6. At the hearing at first instance the Appellant told the Judge that twelve or thirteen days after making her application the bank statements sent by her mother arrived which were then submitted to the Respondent. The course she was currently undertaking which would now finish on 30th April 2015 was not available in Pakistan. If she had to return she would lose the time and money she had spent in the United Kingdom.

7. The Appellant argued that the evidential flexibility policy as explained by the Upper Tribunal imposed a duty on the Respondent to give her an opportunity to supply any missing evidence before refusing her application. However, the Judge noted in his determination that that interpretation of the policy was not shown to be correct (following the decision of the Court of Appeal in Rodriguez [2014] EWCA Civ 2). The duty to refer back to applicants was now seen to apply to only a few categories of cases but the facts in the Appellant’s case did not represent such an example. At paragraph 6 the Judge continued:

“The facts equally do not give rise to a private life claim under Article 8 and there is no near miss principle applicable to points-based claims either in the interpretation of the Rules or relevant to a human rights claim.”

8. The Judge criticised the statement in the refusal letter that the Appellant might have an option to make a new application. Such an application would have to be made before her current leave expired but since the letter was sent well over six months after the expiry of the Appellant’s leave it was misleading to have left it remain in the document. He dismissed the appeal under both the Immigration Rules and Article 8.

The Onward Appeal

9. The Appellant appealed making three points. Firstly the Judge had failed to consider paragraph 245AA(d) of the Immigration Rules which required the Respondent to make enquiries where there were missing documents from the application. Secondly the Section 47 decision was invalid as it was taken on 8th May 2013, the Appellant relying on the Court of Appeal decision in Ahmadi [2013] EWCA Civ 512. Thirdly the Judge had failed to consider the Appellant’s Article 8 claim that her right to a private life would be breached by the decision.

10. The application for permission to appeal came on the papers before First-tier Tribunal Judge Andrew on 15th May 2014. He wrote:

“The grounds complain that the Judge did not consider Article 8 in his determination. I can find no reference to it and thus I find there is an arguable error of law. The other matters referred to in the grounds may also be argued, although they will require further amplification.”

11. Following the grant of permission the Respondent wrote to the Upper Tribunal on 4th June 2014 stating that the Respondent opposed the Appellant’s appeal. The Judge clearly did consider Article 8 and considered that it was not engaged, paragraph 6 refers. He found that there was no near miss principle in human rights claims.
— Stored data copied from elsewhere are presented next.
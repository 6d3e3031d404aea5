//! Signing session against the AIS service
//!
//! [`AisClient`] owns the per-call configuration (revocation-information
//! mode, timestamp flag, base URL) and the results of the most recent
//! call. Every `sign`/`timestamp` call replaces the previous outcome,
//! signature and signer identity wholesale before anything else happens,
//! so a failed call never shows stale identity from an earlier one.
//!
//! Remote and parse failures are captured into the outcome state and
//! reported through the boolean return; only setup-time misconfiguration
//! is returned as an error, from [`AisClient::new`].

use crate::error::{Error, Result};
use crate::request;
use crate::response::{self, ServiceOutcome};
use crate::signer::{self, SignerIdentity};
use crate::transport::{HttpTransport, SoapTransport};
use crate::types::{
    DEFAULT_BASE_URL, DocumentHash, RevocationInformation, SERVICE_PATH, SignOptions,
    SignatureKind,
};
use serde_json::Value;
use std::path::PathBuf;
use tracing::{debug, instrument, warn};
use url::Url;
use x509_cert::certificate::Certificate;

/// Setup-time configuration for a signing session
#[derive(Debug, Clone)]
pub struct AisConfig {
    /// Customer identifier asserted as the claimed identity
    pub claimed_identity: String,
    /// PEM file with the client certificate and key for mutual TLS
    pub client_cert_path: PathBuf,
    /// PEM file with the CA certificate the server is verified against
    pub ca_cert_path: PathBuf,
    /// Base URL of the service
    pub base_url: Url,
}

impl AisConfig {
    /// Create a configuration with the default service base URL
    pub fn new(
        claimed_identity: impl Into<String>,
        client_cert_path: impl Into<PathBuf>,
        ca_cert_path: impl Into<PathBuf>,
    ) -> Self {
        Self {
            claimed_identity: claimed_identity.into(),
            client_cert_path: client_cert_path.into(),
            ca_cert_path: ca_cert_path.into(),
            base_url: default_base_url(),
        }
    }

    /// Override the service base URL
    #[must_use]
    pub fn with_base_url(mut self, base_url: Url) -> Self {
        self.base_url = base_url;
        self
    }
}

#[allow(clippy::expect_used)]
fn default_base_url() -> Url {
    Url::parse(DEFAULT_BASE_URL).expect("default base URL is valid")
}

/// Client session for the AIS signing service
///
/// # Example
///
/// ```no_run
/// use ais_client::{AisClient, AisConfig, DocumentHash, SignOptions};
///
/// # async fn example() -> Result<(), Box<dyn std::error::Error>> {
/// let config = AisConfig::new("ACME-ID", "client.pem", "ais-ca.pem");
/// let mut client = AisClient::new(config)?;
///
/// let hash = DocumentHash::new(
///     "p1vImTtcYvKCgVGDfgAsp1tVVqA=",
///     "http://www.w3.org/2000/09/xmldsig#sha1",
/// );
/// if client.sign(&hash, &SignOptions::default()).await {
///     println!("signed by {}", client.signer_subject());
/// } else {
///     println!("failed: {}", client.result_major());
/// }
/// # Ok(())
/// # }
/// ```
pub struct AisClient {
    claimed_identity: String,
    base_url: Url,
    transport: Box<dyn SoapTransport>,
    revocation_information: Option<RevocationInformation>,
    add_timestamp: bool,
    outcome: ServiceOutcome,
    signature: Option<String>,
    identity: SignerIdentity,
}

impl std::fmt::Debug for AisClient {
    fn fmt(&self, f: &mut std::fmt::Formatter<'_>) -> std::fmt::Result {
        f.debug_struct("AisClient")
            .field("claimed_identity", &self.claimed_identity)
            .field("base_url", &self.base_url)
            .field("transport", &"<dyn SoapTransport>")
            .field("revocation_information", &self.revocation_information)
            .field("add_timestamp", &self.add_timestamp)
            .field("outcome", &self.outcome)
            .field("signature", &self.signature)
            .field("identity", &self.identity)
            .finish()
    }
}

impl AisClient {
    /// Create a session over the default mutual-TLS HTTP transport.
    ///
    /// # Errors
    /// Fails when the credential or trust-anchor material is missing or
    /// unusable. Misconfiguration is fatal here, never deferred to the
    /// first call.
    pub fn new(config: AisConfig) -> Result<Self> {
        let transport = HttpTransport::new(&config.client_cert_path, &config.ca_cert_path)?;
        let mut client = Self::with_transport(transport, config.claimed_identity);
        client.set_base_url(config.base_url);
        Ok(client)
    }

    /// Create a session over a custom transport
    pub fn with_transport(
        transport: impl SoapTransport + 'static,
        claimed_identity: impl Into<String>,
    ) -> Self {
        Self {
            claimed_identity: claimed_identity.into(),
            base_url: default_base_url(),
            transport: Box::new(transport),
            revocation_information: None,
            add_timestamp: false,
            outcome: ServiceOutcome::default(),
            signature: None,
            identity: SignerIdentity::default(),
        }
    }

    /// Request a signature over the given digest.
    ///
    /// Returns `true` when the service reports success. Outcome, raw
    /// signature and signer identity are queryable afterwards; on failure
    /// the outcome fields carry the result or fault codes and the identity
    /// fields are empty.
    #[instrument(skip(self))]
    pub async fn sign(&mut self, hash: &DocumentHash, options: &SignOptions) -> bool {
        let request = request::build_sign_request(
            &self.claimed_identity,
            hash,
            options,
            self.add_timestamp,
            self.revocation_information,
        );
        self.execute(SignatureKind::Cms, request).await
    }

    /// Request an RFC 3161 timestamp over the given digest.
    ///
    /// Same result contract as [`sign`](Self::sign); timestamp calls carry
    /// no on-demand-certificate or Mobile ID options.
    #[instrument(skip(self))]
    pub async fn timestamp(&mut self, hash: &DocumentHash) -> bool {
        let request = request::build_timestamp_request(
            &self.claimed_identity,
            hash,
            self.add_timestamp,
            self.revocation_information,
        );
        self.execute(SignatureKind::Timestamp, request).await
    }

    async fn execute(&mut self, kind: SignatureKind, request: Value) -> bool {
        // Every call replaces the previous call's results wholesale.
        self.outcome = ServiceOutcome::default();
        self.signature = None;
        self.identity = SignerIdentity::default();

        let endpoint = match self.endpoint() {
            Ok(endpoint) => endpoint,
            Err(e) => {
                warn!("Invalid service endpoint: {e}");
                return false;
            }
        };

        let reply = match self.transport.call("sign", &request, &endpoint).await {
            Ok(reply) => reply,
            Err(e) => {
                warn!("Remote call failed: {e}");
                return false;
            }
        };

        let interpretation = response::interpret(kind, &reply);
        self.outcome = interpretation.outcome;
        if !self.outcome.success {
            debug!("Service reported failure: {}", self.outcome.result_major);
            return false;
        }

        if let Some(payload) = interpretation.payload {
            match signer::resolve(&payload) {
                Ok(identity) => self.identity = identity,
                // The signature itself stands; only the identity stays
                // unresolved.
                Err(e) => warn!("Signer certificate resolution failed: {e}"),
            }
            self.signature = Some(payload);
        }

        true
    }

    fn endpoint(&self) -> Result<Url> {
        self.base_url
            .join(SERVICE_PATH)
            .map_err(|e| Error::config(format!("invalid endpoint URL: {e}")))
    }

    /// Select the revocation information embedded alongside signatures.
    ///
    /// Matching is case-sensitive on the exact labels `PADES`, `CADES`
    /// and `BOTH`; any other label (including lowercase spellings)
    /// selects no revocation information.
    pub fn set_revocation_information(&mut self, label: &str) {
        self.revocation_information = RevocationInformation::from_label(label);
    }

    /// Enable or disable timestamping of signatures
    pub fn set_add_timestamp(&mut self, add_timestamp: bool) {
        self.add_timestamp = add_timestamp;
    }

    /// Set the base URL of the service
    pub fn set_base_url(&mut self, base_url: Url) {
        self.base_url = base_url;
    }

    /// The claimed identity sent with each request
    #[must_use]
    pub fn claimed_identity(&self) -> &str {
        &self.claimed_identity
    }

    /// The configured base URL
    #[must_use]
    pub fn base_url(&self) -> &Url {
        &self.base_url
    }

    /// The currently selected revocation information
    #[must_use]
    pub fn revocation_information(&self) -> Option<RevocationInformation> {
        self.revocation_information
    }

    /// Whether signatures are timestamped
    #[must_use]
    pub fn add_timestamp(&self) -> bool {
        self.add_timestamp
    }

    /// Outcome of the most recent call
    #[must_use]
    pub fn outcome(&self) -> &ServiceOutcome {
        &self.outcome
    }

    /// `ResultMajor` of the most recent call, or the fault code
    #[must_use]
    pub fn result_major(&self) -> &str {
        &self.outcome.result_major
    }

    /// `ResultMinor` of the most recent call, or the fault message
    #[must_use]
    pub fn result_minor(&self) -> &str {
        &self.outcome.result_minor
    }

    /// Result message of the most recent call
    #[must_use]
    pub fn result_message(&self) -> &str {
        &self.outcome.result_message
    }

    /// Base64 signature or timestamp token of the most recent call
    #[must_use]
    pub fn last_signature(&self) -> Option<&str> {
        self.signature.as_deref()
    }

    /// Resolved signer certificate of the most recent call
    #[must_use]
    pub fn signer_certificate(&self) -> Option<&Certificate> {
        self.identity.certificate.as_ref()
    }

    /// Subject DN of the resolved signer certificate, empty if unresolved
    #[must_use]
    pub fn signer_subject(&self) -> &str {
        &self.identity.subject
    }

    /// Mobile ID pseudonym of the resolved signer certificate, empty if
    /// absent or unresolved
    #[must_use]
    pub fn signer_pseudonym(&self) -> &str {
        &self.identity.pseudonym
    }
}

#[cfg(test)]
mod tests {
    use super::*;
    use crate::soap::SoapReply;
    use async_trait::async_trait;

    struct NeverCalled;

    #[async_trait]
    impl SoapTransport for NeverCalled {
        async fn call(&self, _: &str, _: &Value, _: &Url) -> Result<SoapReply> {
            panic!("transport must not be invoked by configuration tests");
        }
    }

    fn test_client() -> AisClient {
        AisClient::with_transport(NeverCalled, "ACME-ID")
    }

    #[test]
    fn test_session_defaults() {
        let client = test_client();
        assert_eq!(client.claimed_identity(), "ACME-ID");
        assert_eq!(client.base_url().as_str(), "https://ais.swisscom.com/");
        assert_eq!(client.revocation_information(), None);
        assert!(!client.add_timestamp());
        assert_eq!(client.result_major(), "");
        assert_eq!(client.result_minor(), "");
        assert_eq!(client.result_message(), "");
        assert!(client.last_signature().is_none());
        assert!(client.signer_certificate().is_none());
        assert_eq!(client.signer_subject(), "");
        assert_eq!(client.signer_pseudonym(), "");
    }

    #[test]
    fn test_revocation_information_setter_is_case_sensitive() {
        let mut client = test_client();

        client.set_revocation_information("PADES");
        assert_eq!(
            client.revocation_information(),
            Some(RevocationInformation::Pades)
        );

        // Lowercase labels silently select no revocation information.
        client.set_revocation_information("pades");
        assert_eq!(client.revocation_information(), None);

        client.set_revocation_information("BOTH");
        assert_eq!(
            client.revocation_information(),
            Some(RevocationInformation::Both)
        );

        client.set_revocation_information("");
        assert_eq!(client.revocation_information(), None);
    }

    #[test]
    fn test_configuration_setters() {
        let mut client = test_client();

        client.set_add_timestamp(true);
        assert!(client.add_timestamp());

        let url = Url::parse("https://ais.pre.swisscom.com").unwrap();
        client.set_base_url(url.clone());
        assert_eq!(client.base_url(), &url);
    }

    #[test]
    fn test_endpoint_is_service_path_below_base_url() {
        let client = test_client();
        assert_eq!(
            client.endpoint().unwrap().as_str(),
            "https://ais.swisscom.com/AIS-Server/ws"
        );
    }

    #[test]
    fn test_missing_credentials_fail_construction() {
        let config = AisConfig::new("ACME-ID", "/nonexistent/client.pem", "/nonexistent/ca.pem");
        let err = AisClient::new(config).unwrap_err();
        assert!(matches!(err, Error::Config(_)));
    }
}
In any event no properly directed Tribunal could have found that having failed to meet the requirements of the Rules the decision resulted in a disproportionate interference with the Appellant’s Article 8 rights.

The Hearing Before Me

12. In opening submissions on the issue of an error of law the Appellant’s representative stated that she was instructed that the Appellant had submitted her mother’s bank statement to the Respondent, but this had not been considered by the Respondent. For the Respondent it was noted that there was a letter on file from the Appellant which stated:

“I could not send my bank statement along with the application I have sent to UKBA for extension of my visa due to lateness and some difficulties with the bank statement so now I am sending my bank statement enclosed in the post.”
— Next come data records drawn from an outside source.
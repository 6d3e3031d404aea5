//! Transport boundary for the remote signing service
//!
//! The service is invoked through [`SoapTransport`], which takes a request
//! tree and returns the decoded reply (body content or fault). The default
//! implementation posts SOAP 1.1 over HTTPS with mutual TLS: the client
//! authenticates with a PEM certificate/key pair and verifies the server
//! against a supplied trust anchor only — built-in roots are disabled and
//! there is no verification bypass.

use crate::error::{Error, Result};
use crate::soap::{self, SoapReply};
use crate::types::CONNECT_TIMEOUT_SECS;
use async_trait::async_trait;
use serde_json::Value;
use std::path::Path;
use std::time::Duration;
use tracing::{debug, instrument, trace, warn};
use url::Url;

/// Remote call abstraction used by the signing session
#[async_trait]
pub trait SoapTransport: Send + Sync {
    /// Send one request to the given endpoint and decode the reply.
    ///
    /// # Errors
    /// Returns an error when the call fails below the SOAP layer (network,
    /// TLS, unparseable response). SOAP faults are a successful transport
    /// outcome and come back as [`SoapReply::Fault`].
    async fn call(&self, operation: &str, request: &Value, endpoint: &Url) -> Result<SoapReply>;
}

/// HTTPS transport with mutual TLS
#[derive(Debug, Clone)]
pub struct HttpTransport {
    client: reqwest::Client,
}

impl HttpTransport {
    /// Create a transport authenticating with the given PEM
    /// certificate/key pair and trusting only the given CA certificate.
    ///
    /// # Errors
    /// Fails immediately when either file is missing or not usable PEM
    /// material; misconfiguration is never deferred to the first call.
    pub fn new(client_cert_path: &Path, ca_cert_path: &Path) -> Result<Self> {
        let identity_pem = read_material(client_cert_path)?;
        let identity = reqwest::Identity::from_pem(&identity_pem).map_err(|e| {
            Error::config(format!(
                "unusable client certificate {}: {e}",
                client_cert_path.display()
            ))
        })?;

        let ca_pem = read_material(ca_cert_path)?;
        let trust_anchor = reqwest::Certificate::from_pem(&ca_pem).map_err(|e| {
            Error::config(format!(
                "unusable CA certificate {}: {e}",
                ca_cert_path.display()
            ))
        })?;

        let client = reqwest::Client::builder()
            .use_rustls_tls()
            .identity(identity)
            .add_root_certificate(trust_anchor)
            .tls_built_in_root_certs(false)
            .https_only(true)
            .connect_timeout(Duration::from_secs(CONNECT_TIMEOUT_SECS))
            .build()?;

        Ok(Self { client })
    }

    /// Create a transport over a custom reqwest client
    #[must_use]
    pub fn with_client(client: reqwest::Client) -> Self {
        Self { client }
    }
}

#[async_trait]
impl SoapTransport for HttpTransport {
    #[instrument(skip(self, request))]
    async fn call(&self, operation: &str, request: &Value, endpoint: &Url) -> Result<SoapReply> {
        let body = soap::envelope(request)?;
        trace!("SOAP request: {} bytes", body.len());

        let response = self
            .client
            .post(endpoint.clone())
            .header("Content-Type", "text/xml; charset=utf-8")
            .header("SOAPAction", format!("\"{operation}\""))
            .body(body)
            .send()
            .await?;

        let status = response.status();
        let text = response.text().await?;
        debug!("Received {} bytes with status {status}", text.len());

        // Faults typically arrive with an HTTP error status and must still
        // be decoded; only give up on the status when there is no envelope.
        match soap::parse_envelope(&text) {
            Ok(reply) => Ok(reply),
            Err(_) if !status.is_success() => {
                warn!("HTTP {status} without a parseable envelope");
                Err(Error::UnexpectedStatus {
                    status: status.as_u16(),
                })
            }
            Err(error) => Err(error),
        }
    }
}

fn read_material(path: &Path) -> Result<Vec<u8>> {
    std::fs::read(path)
        .map_err(|e| Error::config(format!("file not found {}: {e}", path.display())))
}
Following the case of Raju [2013] EWCA Civ 754 the Appellant had to submit her evidence with her application. This was made clear in Appendix C paragraph 1A(a), the applicant must have the funds specified in the relevant part of Appendix C at the date of the application. If it could be shown that the decision maker had looked at the wrong period and looking at the correct period the Appellant had the necessary funds the appeal could be allowed.

13. According to Appendix C paragraph 1B(a)(i)(iii) the Appellant had to submit a personal bank statement which had to cover a consecutive 28 day period of time and must be dated no earlier than 31 days before the date of the application. As the application was made on 29th October the Appellant had to provide evidence of a 28 period in a recent bank statement dated no earlier than 31 days before the date of the application. As the Appellant had applied on 29th October 2012 she would have to show that she had the equivalent £2,600 in a bank account for the relevant period prior to that time. For reasons which were not entirely clear the Respondent’s refusal letter had talked about a period between 1st January and 7th January 2013. On the other hand if one went back 28 days from 7th October 2012 to 10th September 2012 according to the mother’s bank statement dated 7th January 2013 there was enough money in the mother’s account to show that the Appellant could meet the financial requirements.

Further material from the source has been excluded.